Search the listing for the word "local" and say how many lines have it, nothing besides.

→ **Stored data**
==*==
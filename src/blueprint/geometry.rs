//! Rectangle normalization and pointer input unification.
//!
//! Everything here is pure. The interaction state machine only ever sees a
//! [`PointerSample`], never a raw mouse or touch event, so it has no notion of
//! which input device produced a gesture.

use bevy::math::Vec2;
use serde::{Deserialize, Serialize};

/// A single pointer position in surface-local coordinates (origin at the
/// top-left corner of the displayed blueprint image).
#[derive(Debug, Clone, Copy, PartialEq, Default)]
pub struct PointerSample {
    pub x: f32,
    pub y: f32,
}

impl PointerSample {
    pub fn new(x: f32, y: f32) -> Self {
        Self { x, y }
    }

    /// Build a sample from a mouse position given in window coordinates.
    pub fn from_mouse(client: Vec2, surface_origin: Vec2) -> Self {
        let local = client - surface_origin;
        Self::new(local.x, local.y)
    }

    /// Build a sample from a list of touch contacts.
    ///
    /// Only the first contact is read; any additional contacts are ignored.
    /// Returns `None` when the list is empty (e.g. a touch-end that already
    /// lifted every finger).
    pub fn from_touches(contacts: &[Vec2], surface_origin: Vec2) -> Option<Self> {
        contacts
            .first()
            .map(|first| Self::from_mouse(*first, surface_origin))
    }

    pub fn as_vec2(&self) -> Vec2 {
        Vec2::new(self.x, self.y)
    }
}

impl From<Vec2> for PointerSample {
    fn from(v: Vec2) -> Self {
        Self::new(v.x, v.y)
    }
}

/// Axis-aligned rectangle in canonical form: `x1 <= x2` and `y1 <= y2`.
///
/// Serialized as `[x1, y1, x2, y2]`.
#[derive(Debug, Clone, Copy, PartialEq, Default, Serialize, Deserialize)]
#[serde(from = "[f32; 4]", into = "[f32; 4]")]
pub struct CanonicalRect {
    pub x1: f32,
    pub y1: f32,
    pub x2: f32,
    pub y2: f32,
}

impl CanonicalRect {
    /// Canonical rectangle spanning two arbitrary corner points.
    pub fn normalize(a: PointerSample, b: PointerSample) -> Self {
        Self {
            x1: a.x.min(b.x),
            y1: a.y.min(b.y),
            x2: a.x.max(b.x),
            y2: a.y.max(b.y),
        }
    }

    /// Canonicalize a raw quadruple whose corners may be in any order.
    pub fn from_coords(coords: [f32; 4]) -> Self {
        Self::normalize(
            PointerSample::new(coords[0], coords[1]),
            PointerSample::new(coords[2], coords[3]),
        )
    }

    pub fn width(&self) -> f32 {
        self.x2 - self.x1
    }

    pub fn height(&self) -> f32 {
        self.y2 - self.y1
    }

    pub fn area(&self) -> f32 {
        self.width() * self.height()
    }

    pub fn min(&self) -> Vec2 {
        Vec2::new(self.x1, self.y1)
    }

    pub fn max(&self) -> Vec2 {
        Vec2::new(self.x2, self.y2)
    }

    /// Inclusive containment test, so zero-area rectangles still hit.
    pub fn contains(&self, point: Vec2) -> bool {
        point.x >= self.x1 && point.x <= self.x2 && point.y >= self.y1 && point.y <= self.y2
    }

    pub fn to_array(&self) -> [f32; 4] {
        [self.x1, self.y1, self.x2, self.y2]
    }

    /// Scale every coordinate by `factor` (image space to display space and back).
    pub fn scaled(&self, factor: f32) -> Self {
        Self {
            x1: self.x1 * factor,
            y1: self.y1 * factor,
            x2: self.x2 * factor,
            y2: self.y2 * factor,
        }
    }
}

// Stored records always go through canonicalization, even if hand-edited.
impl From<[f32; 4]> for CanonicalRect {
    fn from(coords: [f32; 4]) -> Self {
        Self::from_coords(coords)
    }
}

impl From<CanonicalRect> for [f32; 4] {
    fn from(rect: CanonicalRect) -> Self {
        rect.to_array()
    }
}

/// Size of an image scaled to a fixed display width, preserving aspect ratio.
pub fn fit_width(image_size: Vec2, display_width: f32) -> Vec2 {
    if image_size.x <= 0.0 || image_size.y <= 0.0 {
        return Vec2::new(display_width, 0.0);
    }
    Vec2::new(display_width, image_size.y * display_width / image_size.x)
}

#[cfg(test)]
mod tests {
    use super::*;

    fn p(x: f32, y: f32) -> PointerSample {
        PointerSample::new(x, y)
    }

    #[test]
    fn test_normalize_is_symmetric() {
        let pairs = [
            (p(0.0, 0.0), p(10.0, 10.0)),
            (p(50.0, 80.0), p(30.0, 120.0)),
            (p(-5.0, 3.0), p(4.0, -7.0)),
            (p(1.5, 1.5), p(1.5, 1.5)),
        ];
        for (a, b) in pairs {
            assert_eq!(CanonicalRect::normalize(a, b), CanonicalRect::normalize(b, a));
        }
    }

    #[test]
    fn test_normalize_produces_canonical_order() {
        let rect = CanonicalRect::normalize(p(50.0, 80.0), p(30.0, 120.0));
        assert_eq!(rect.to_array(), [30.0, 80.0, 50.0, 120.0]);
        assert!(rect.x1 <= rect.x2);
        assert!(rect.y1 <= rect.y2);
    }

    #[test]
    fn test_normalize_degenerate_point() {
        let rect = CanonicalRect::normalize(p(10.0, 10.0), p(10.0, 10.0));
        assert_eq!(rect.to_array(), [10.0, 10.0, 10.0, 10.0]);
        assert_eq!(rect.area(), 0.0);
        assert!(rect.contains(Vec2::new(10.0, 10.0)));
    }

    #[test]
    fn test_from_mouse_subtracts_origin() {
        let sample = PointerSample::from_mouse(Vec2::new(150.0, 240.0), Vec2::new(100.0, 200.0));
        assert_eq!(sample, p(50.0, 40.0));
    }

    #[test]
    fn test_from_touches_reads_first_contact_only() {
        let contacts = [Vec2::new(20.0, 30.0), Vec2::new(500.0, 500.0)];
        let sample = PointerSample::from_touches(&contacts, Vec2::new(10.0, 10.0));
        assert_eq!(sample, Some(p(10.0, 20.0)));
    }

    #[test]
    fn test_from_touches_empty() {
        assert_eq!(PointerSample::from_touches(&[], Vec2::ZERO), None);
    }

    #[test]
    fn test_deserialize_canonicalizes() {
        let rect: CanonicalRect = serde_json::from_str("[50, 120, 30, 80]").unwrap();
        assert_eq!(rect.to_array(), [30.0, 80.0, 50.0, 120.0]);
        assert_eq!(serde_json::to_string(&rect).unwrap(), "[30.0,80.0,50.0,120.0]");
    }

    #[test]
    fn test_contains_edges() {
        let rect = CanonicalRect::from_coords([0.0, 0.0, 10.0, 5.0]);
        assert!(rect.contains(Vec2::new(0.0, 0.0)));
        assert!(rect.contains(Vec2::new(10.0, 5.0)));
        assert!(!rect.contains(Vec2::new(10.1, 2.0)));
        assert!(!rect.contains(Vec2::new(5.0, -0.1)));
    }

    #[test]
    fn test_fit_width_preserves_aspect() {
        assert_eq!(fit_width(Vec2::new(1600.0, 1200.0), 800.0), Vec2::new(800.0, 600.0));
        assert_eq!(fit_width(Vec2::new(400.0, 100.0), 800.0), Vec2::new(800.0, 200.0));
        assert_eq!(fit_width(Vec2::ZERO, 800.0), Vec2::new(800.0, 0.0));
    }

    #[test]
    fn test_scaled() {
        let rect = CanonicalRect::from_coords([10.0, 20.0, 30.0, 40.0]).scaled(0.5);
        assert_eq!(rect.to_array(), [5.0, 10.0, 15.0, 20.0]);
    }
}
==*==
→ **Output**
3